Assignment
From the entries below, copy every line holding the word "closer".

Provided data
==================================================

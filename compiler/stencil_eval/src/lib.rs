//! Stencil evaluator.
//!
//! Walks a parsed [`Program`](stencil_ir::Program) against a [`Context`]
//! and produces text. The pieces:
//!
//! - [`Value`]: runtime values, including host records, objects and helpers
//! - [`Context`]: host bindings with read-through children
//! - [`SymbolTable`]: the interned scope stack used while walking
//! - [`Interpreter`]: the tree walker itself
//! - [`HelperContext`]: what a helper gets to reach back into the template
//!
//! Evaluation errors are [`EvalError`] values whose `Display` starts with
//! `line N: `.

mod builtins;
mod context;
mod errors;
mod escape;
mod helper_context;
mod interpreter;
mod operators;
mod symbol_table;
mod value;

pub use context::Context;
pub use errors::{
    binary_type_mismatch, division_by_zero, helper_failed, index_out_of_bounds, integer_overflow,
    invalid_argument, invalid_assignment_target, invalid_index, invalid_regex, no_such_member,
    not_callable, not_indexable, not_iterable, unary_type_mismatch, unknown_identifier,
    wrong_arg_count, EvalError, EvalErrorKind, HelperError,
};
pub use escape::{html_escape, write_value};
pub use helper_context::HelperContext;
pub use interpreter::{hole_marker, render_nested, HoleSite, Interpreter, Rendered, ScopedInterpreter};
pub use operators::{evaluate_binary, evaluate_unary};
pub use symbol_table::SymbolTable;
pub use value::{
    Args, FunctionValue, Helper, HelperFn, HostObject, Kind, MapValue, Record, RangeValue,
    Signature, Value,
};

#[cfg(test)]
mod tests;
#![allow(
    clippy::unwrap_used,
    reason = "test assertions use unwrap for clarity"
)]

use super::*;
use pretty_assertions::assert_eq;
use proptest::prelude::*;
use stencil_ir::{Token, TokenKind};

fn lex(source: &str) -> Vec<Token> {
    tokenize(source, &Delimiters::default()).unwrap()
}

fn kinds(source: &str) -> Vec<TokenKind> {
    lex(source).into_iter().map(|t| t.kind).collect()
}

fn pairs(source: &str) -> Vec<(TokenKind, String)> {
    lex(source)
        .into_iter()
        .map(|t| (t.kind, t.literal))
        .collect()
}

#[test]
fn test_simple_expression_region() {
    assert_eq!(
        pairs("<%= 1 %>"),
        vec![
            (TokenKind::ExprStart, "<%=".to_string()),
            (TokenKind::Int, "1".to_string()),
            (TokenKind::RegionEnd, "%>".to_string()),
            (TokenKind::Eof, String::new()),
        ]
    );
}

#[test]
fn test_text_around_region() {
    assert_eq!(
        pairs(r#"<p class="foo"><%= 1 %></p>"#),
        vec![
            (TokenKind::Text, r#"<p class="foo">"#.to_string()),
            (TokenKind::ExprStart, "<%=".to_string()),
            (TokenKind::Int, "1".to_string()),
            (TokenKind::RegionEnd, "%>".to_string()),
            (TokenKind::Text, "</p>".to_string()),
            (TokenKind::Eof, String::new()),
        ]
    );
}

#[test]
fn test_language_tokens() {
    let source = r#"<% let add = fn(x, y) { x + y; };
!-/*5; 5 < 10 > 5;
if (5 <= 10) { return true; } else { return false; }
10 == 10; 10 != 9; a ~= "b" && c || d
[1, 2]; {"foo": 1.5}; x.y %>"#;
    use TokenKind as K;
    assert_eq!(
        kinds(source),
        vec![
            K::StmtStart, K::Let, K::Ident, K::Assign, K::Fn, K::LParen, K::Ident, K::Comma,
            K::Ident, K::RParen, K::LBrace, K::Ident, K::Plus, K::Ident, K::Semicolon, K::RBrace,
            K::Semicolon, K::Bang, K::Minus, K::Slash, K::Star, K::Int, K::Semicolon, K::Int,
            K::Lt, K::Int, K::Gt, K::Int, K::Semicolon, K::If, K::LParen, K::Int, K::LtEq,
            K::Int, K::RParen, K::LBrace, K::Return, K::True, K::Semicolon, K::RBrace, K::Else,
            K::LBrace, K::Return, K::False, K::Semicolon, K::RBrace, K::Int, K::EqEq, K::Int,
            K::Semicolon, K::Int, K::NotEq, K::Int, K::Semicolon, K::Ident, K::Matches,
            K::String, K::AndAnd, K::Ident, K::OrOr, K::Ident, K::LBracket, K::Int, K::Comma,
            K::Int, K::RBracket, K::Semicolon, K::LBrace, K::String, K::Colon, K::Float,
            K::RBrace, K::Semicolon, K::Ident, K::Dot, K::Ident, K::RegionEnd, K::Eof,
        ]
    );
}

#[test]
fn test_keywords() {
    use TokenKind as K;
    assert_eq!(
        kinds("<% for in break continue nil func %>"),
        vec![
            K::StmtStart, K::For, K::In, K::Break, K::Continue, K::Nil, K::Fn, K::RegionEnd,
            K::Eof,
        ]
    );
}

#[test]
fn test_identifiers_may_contain_digits() {
    let tokens = lex("<%= h1 + 2x %>");
    assert_eq!(tokens[1].kind, TokenKind::Ident);
    assert_eq!(tokens[1].literal, "h1");
    // `2x` is a number followed by an identifier.
    assert_eq!(tokens[3].kind, TokenKind::Int);
    assert_eq!(tokens[4].kind, TokenKind::Ident);
    assert_eq!(tokens[4].literal, "x");
}

#[test]
fn test_numbers() {
    let tokens = lex("<%= 1.23 42 7. %>");
    assert_eq!(tokens[1].kind, TokenKind::Float);
    assert_eq!(tokens[1].literal, "1.23");
    assert_eq!(tokens[2].kind, TokenKind::Int);
    // A trailing dot is member access, not a float.
    assert_eq!(tokens[3].kind, TokenKind::Int);
    assert_eq!(tokens[4].kind, TokenKind::Dot);
}

#[test]
fn test_string_escapes() {
    let tokens = lex(r#"<%= "a\"b\n\\c\q" %>"#);
    assert_eq!(tokens[1].kind, TokenKind::String);
    assert_eq!(tokens[1].literal, "a\"b\n\\c\\q");
}

#[test]
fn test_backtick_strings_are_raw() {
    let tokens = lex(r#"<%= `say "hi" \n` %>"#);
    assert_eq!(tokens[1].kind, TokenKind::String);
    assert_eq!(tokens[1].literal, r#"say "hi" \n"#);
}

#[test]
fn test_unterminated_string() {
    let err = tokenize("<%= \"abc %>", &Delimiters::default()).unwrap_err();
    assert_eq!(err.kind, LexErrorKind::UnterminatedString);
    assert_eq!(err.to_string(), "line 1: unterminated string literal");
}

#[test]
fn test_illegal_character() {
    let err = tokenize("\n<%= a @ b %>", &Delimiters::default()).unwrap_err();
    assert_eq!(err.kind, LexErrorKind::IllegalCharacter('@'));
    assert_eq!(err.line, 2);
}

#[test]
fn test_comments_are_dropped() {
    assert_eq!(
        pairs("a<%# one %>b<%# two\nlines %>c"),
        vec![
            (TokenKind::Text, "a".to_string()),
            (TokenKind::Text, "b".to_string()),
            (TokenKind::Text, "c".to_string()),
            (TokenKind::Eof, String::new()),
        ]
    );
}

#[test]
fn test_nested_regions_inside_comments_are_dropped() {
    let expected = vec![
        (TokenKind::Text, "tail".to_string()),
        (TokenKind::Eof, String::new()),
    ];
    assert_eq!(pairs("<%# a <%= x %> b %>tail"), expected);
    assert_eq!(pairs("<%# <%# inner %> outer %>tail"), expected);
    assert_eq!(pairs("<%# <% if (a) { %>\n<% } %> %>tail"), expected);
}

#[test]
fn test_unbalanced_comment_runs_to_end() {
    assert_eq!(kinds("a<%# <%= x %> never closed"), vec![TokenKind::Text, TokenKind::Eof]);
}

#[test]
fn test_comment_advances_line() {
    let tokens = lex("<%# a\nb\nc %><%= x %>");
    assert_eq!(tokens[0].kind, TokenKind::ExprStart);
    assert_eq!(tokens[0].line, 3);
}

#[test]
fn test_hole_body_is_verbatim() {
    let tokens = lex("x<%H  \"testing\" + y %>z");
    assert_eq!(tokens[1].kind, TokenKind::Hole);
    assert_eq!(tokens[1].literal, "  \"testing\" + y ");
    assert_eq!(tokens[2].kind, TokenKind::Text);
    assert_eq!(tokens[2].literal, "z");
}

#[test]
fn test_line_numbers_span_text() {
    let tokens = lex("<p>\n<%= a %>\n\n<% b %>");
    let ident_lines: Vec<u32> = tokens
        .iter()
        .filter(|t| t.kind == TokenKind::Ident)
        .map(|t| t.line)
        .collect();
    assert_eq!(ident_lines, vec![2, 4]);
}

#[test]
fn test_line_numbers_inside_code() {
    let tokens = lex("<% let a = 1\nlet b = 2\n\nlet c = 3 %>");
    let let_lines: Vec<u32> = tokens
        .iter()
        .filter(|t| t.kind == TokenKind::Let)
        .map(|t| t.line)
        .collect();
    assert_eq!(let_lines, vec![1, 2, 4]);
}

#[test]
fn test_escaped_opener_is_text() {
    assert_eq!(
        pairs(r"a\<%= b %>"),
        vec![
            (TokenKind::Text, "a<%= b %>".to_string()),
            (TokenKind::Eof, String::new()),
        ]
    );
}

#[test]
fn test_escaped_backslash_before_opener() {
    let tokens = lex(r#"C:\\<%= "temp" %>"#);
    assert_eq!(tokens[0].kind, TokenKind::Text);
    assert_eq!(tokens[0].literal, r"C:\");
    assert_eq!(tokens[1].kind, TokenKind::ExprStart);
}

#[test]
fn test_remapped_delimiters() {
    let delims = Delimiters::new("{{", "}}").unwrap();
    let tokens = tokenize("a{{= b }}c{{# gone }}{{H d }}", &delims).unwrap();
    let got: Vec<_> = tokens.iter().map(|t| t.kind).collect();
    assert_eq!(
        got,
        vec![
            TokenKind::Text,
            TokenKind::ExprStart,
            TokenKind::Ident,
            TokenKind::RegionEnd,
            TokenKind::Text,
            TokenKind::Hole,
            TokenKind::Eof,
        ]
    );
    // The default spelling is plain text under a remapped set.
    let tokens = tokenize("<%= x %>", &delims).unwrap();
    assert_eq!(tokens[0].kind, TokenKind::Text);
}

#[test]
fn test_eof_forever() {
    let mut lexer = Lexer::new("<%= 1");
    let mut last = lexer.next_token();
    for _ in 0..5 {
        last = lexer.next_token();
    }
    assert_eq!(last.kind, TokenKind::Eof);
    assert_eq!(lexer.next_token().kind, TokenKind::Eof);
}

#[test]
fn test_unterminated_final_region() {
    assert_eq!(
        kinds("<% let x = 1"),
        vec![
            TokenKind::StmtStart,
            TokenKind::Let,
            TokenKind::Ident,
            TokenKind::Assign,
            TokenKind::Int,
            TokenKind::Eof
        ]
    );
}

proptest! {
    #[test]
    fn prop_text_only_is_one_token(text in "[^<\\\\]{1,64}") {
        let tokens = lex(&text);
        prop_assert_eq!(tokens.len(), 2);
        prop_assert_eq!(tokens[0].kind, TokenKind::Text);
        prop_assert_eq!(&tokens[0].literal, &text);
    }
}
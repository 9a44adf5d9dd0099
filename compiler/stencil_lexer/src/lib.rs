//! Lexer for Stencil templates.
//!
//! # Architecture
//!
//! A template alternates between literal text and code regions:
//!
//! ```text
//! <p><%= name %></p><% if (x) { %>yes<% } %><%# note %><%H slow() %>
//! ^^^ text        ^^^ text               ^^^ text
//! ```
//!
//! The [`Lexer`] tracks which of the two it is in. Region openers are looked
//! up through a [`Delimiters`] table, so the `<% %>` spelling can be remapped
//! per render.
//!
//! Errors are reported in-band as `Illegal` tokens; [`tokenize`] turns the
//! first one into a [`LexError`].

mod delimiters;
mod lexer;

pub use delimiters::{Delimiters, DelimitersError};
pub use lexer::{tokenize, LexError, LexErrorKind, Lexer};

#[cfg(test)]
mod tests;
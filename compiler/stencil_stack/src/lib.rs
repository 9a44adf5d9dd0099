//! Stack growth for the recursive parts of Stencil.
//!
//! The parser and the evaluator both recurse once per nesting level of the
//! template (parenthesized expressions, nested `if`/`for` blocks, calls into
//! template functions). Templates come from users, so nesting depth is not
//! bounded; every recursive entry point goes through
//! [`ensure_sufficient_stack`], which switches to a freshly allocated stack
//! segment when the current one runs low.
//!
//! Hole renders run on spawned threads with the platform default stack size,
//! which makes this guard matter more there than on the caller's thread.
//!
//! On `wasm32` the guard is a plain call.

/// Grow when less than this much stack is left.
const RED_ZONE: usize = 128 * 1024;

/// Size of each newly allocated stack segment.
const SEGMENT_SIZE: usize = 2 * 1024 * 1024;

/// Run `f`, first moving to a new stack segment if the current one is nearly full.
#[inline]
#[cfg(not(target_arch = "wasm32"))]
pub fn ensure_sufficient_stack<R>(f: impl FnOnce() -> R) -> R {
    stacker::maybe_grow(RED_ZONE, SEGMENT_SIZE, f)
}

#[inline]
#[cfg(target_arch = "wasm32")]
pub fn ensure_sufficient_stack<R>(f: impl FnOnce() -> R) -> R {
    f()
}
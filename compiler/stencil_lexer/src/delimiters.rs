//! Region delimiter table.
//!
//! Only the region opener and closer are configurable. The expression,
//! comment and hole openers are derived from the opener by appending
//! `=`, `#` and `H`.

use std::fmt;

const DEFAULT_START: &str = "<%";
const DEFAULT_END: &str = "%>";

/// The delimiter set used by one lexer.
#[derive(Clone, Debug, Eq, PartialEq)]
pub struct Delimiters {
    start: String,
    end: String,
    expr: String,
    comment: String,
    hole: String,
}

/// A proposed delimiter was not exactly two characters long.
#[derive(Clone, Debug, Eq, PartialEq)]
pub struct DelimitersError {
    pub which: &'static str,
    pub value: String,
}

impl fmt::Display for DelimitersError {
    fn fmt(&self, f: &mut fmt::Formatter<'_>) -> fmt::Result {
        write!(
            f,
            "{} delimiter must be exactly 2 characters, got {:?}",
            self.which, self.value
        )
    }
}

impl std::error::Error for DelimitersError {}

impl Delimiters {
    /// Build a delimiter set from a region opener and closer.
    pub fn new(start: &str, end: &str) -> Result<Self, DelimitersError> {
        check_length("start", start)?;
        check_length("end", end)?;
        Ok(Delimiters {
            start: start.to_string(),
            end: end.to_string(),
            expr: format!("{start}="),
            comment: format!("{start}#"),
            hole: format!("{start}H"),
        })
    }

    #[inline]
    pub fn start(&self) -> &str {
        &self.start
    }

    #[inline]
    pub fn end(&self) -> &str {
        &self.end
    }

    #[inline]
    pub fn expr_start(&self) -> &str {
        &self.expr
    }

    #[inline]
    pub fn comment_start(&self) -> &str {
        &self.comment
    }

    #[inline]
    pub fn hole_start(&self) -> &str {
        &self.hole
    }

    /// Wrap `body` in an expression region using this set.
    pub fn expression_region(&self, body: &str) -> String {
        format!("{} {} {}", self.expr, body, self.end)
    }
}

fn check_length(which: &'static str, value: &str) -> Result<(), DelimitersError> {
    if value.chars().count() == 2 {
        Ok(())
    } else {
        Err(DelimitersError {
            which,
            value: value.to_string(),
        })
    }
}

impl Default for Delimiters {
    fn default() -> Self {
        Delimiters {
            start: DEFAULT_START.to_string(),
            end: DEFAULT_END.to_string(),
            expr: format!("{DEFAULT_START}="),
            comment: format!("{DEFAULT_START}#"),
            hole: format!("{DEFAULT_START}H"),
        }
    }
}

#[cfg(test)]
#[allow(
    clippy::unwrap_used,
    reason = "test assertions use unwrap for clarity"
)]
mod tests {
    use super::*;

    #[test]
    fn test_default_set() {
        let d = Delimiters::default();
        assert_eq!(d.start(), "<%");
        assert_eq!(d.end(), "%>");
        assert_eq!(d.expr_start(), "<%=");
        assert_eq!(d.comment_start(), "<%#");
        assert_eq!(d.hole_start(), "<%H");
    }

    #[test]
    fn test_remapped_set() {
        let d = Delimiters::new("{{", "}}").unwrap();
        assert_eq!(d.expr_start(), "{{=");
        assert_eq!(d.hole_start(), "{{H");
        assert_eq!(d.expression_region("x"), "{{= x }}");
    }

    #[test]
    fn test_rejects_wrong_length() {
        let err = Delimiters::new("{{{", "}}").unwrap_err();
        assert_eq!(err.which, "start");
        let err = Delimiters::new("[[", "]").unwrap_err();
        assert_eq!(err.which, "end");
        assert_eq!(
            err.to_string(),
            "end delimiter must be exactly 2 characters, got \"]\""
        );
    }

    #[test]
    fn test_counts_characters_not_bytes() {
        assert!(Delimiters::new("««", "»»").is_ok());
    }
}
//! The handle a helper receives back into the running template.

use std::sync::Arc;

use stencil_ir::Block;

use crate::context::Context;
use crate::errors::{ControlAction, HelperError};
use crate::escape::write_value;
use crate::interpreter::{render_nested, Interpreter};
use crate::value::Value;

/// Passed to every helper call.
///
/// Gives access to the block attached to the call (`name(args) { ... }`),
/// the ambient bindings and nested rendering. Errors raised by template
/// code run through this handle come back as [`HelperError`]s wrapping the
/// original `EvalError`; returning them from the helper reports that error
/// unchanged.
pub struct HelperContext<'h> {
    interpreter: &'h mut Interpreter,
    block: Option<&'h Block>,
}

impl<'h> HelperContext<'h> {
    pub(crate) fn new(interpreter: &'h mut Interpreter, block: Option<&'h Block>) -> Self {
        HelperContext { interpreter, block }
    }

    pub fn has_block(&self) -> bool {
        self.block.is_some()
    }

    /// Render the attached block against the current scope.
    ///
    /// Without a block this is the empty string.
    pub fn block(&mut self) -> Result<String, HelperError> {
        let Some(block) = self.block else {
            return Ok(String::new());
        };
        block_output(self.interpreter.eval_block(block))
    }

    /// Render the attached block with the bindings `context` adds on top of
    /// the current one visible, and with `context` as the live context.
    pub fn block_with(&mut self, context: &Context) -> Result<String, HelperError> {
        let Some(block) = self.block else {
            return Ok(String::new());
        };
        let overlay = context.bindings_until(&self.interpreter.context);
        let outer = std::mem::replace(&mut self.interpreter.context, context.clone());
        let outcome = self
            .interpreter
            .with_bindings(overlay, |scoped| scoped.run_statements(block));
        self.interpreter.context = outer;
        block_output(outcome)
    }

    /// Look `name` up in the template's scope, then in the context.
    pub fn get(&self, name: &str) -> Option<Value> {
        self.interpreter.lookup(name)
    }

    /// Bind `name` on the live context and make it visible to the rest of
    /// the template.
    pub fn set(&mut self, name: &str, value: impl Into<Value>) {
        let value = value.into();
        self.interpreter.context.set(name, value.clone());
        self.interpreter.symbols.set_global(name, value);
    }

    pub fn context(&self) -> &Context {
        &self.interpreter.context
    }

    /// Render `source` with the active delimiters against a child of the
    /// live context. Holes inside it render in place.
    pub fn render(&mut self, source: &str) -> Result<String, HelperError> {
        let interpreter = &*self.interpreter;
        render_nested(
            source,
            interpreter.context.child(),
            interpreter.delimiters(),
        )
        .map_err(|err| Arc::new(err) as HelperError)
    }
}

/// Output of a block run on a helper's behalf.
///
/// A `return` contributes what it carried; `break` and `continue` end the
/// block with nothing.
fn block_output(outcome: Result<String, ControlAction>) -> Result<String, HelperError> {
    match outcome {
        Ok(output) => Ok(output),
        Err(ControlAction::Return { mut output, value }) => {
            write_value(&mut output, &value);
            Ok(output)
        }
        Err(ControlAction::Break | ControlAction::Continue) => Ok(String::new()),
        Err(ControlAction::Error(err)) => Err(Arc::new(err)),
    }
}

==================================================

Completed exercise
//! Only the region opener and closer are configurable. The expression,
    /// Build a delimiter set from a region opener and closer.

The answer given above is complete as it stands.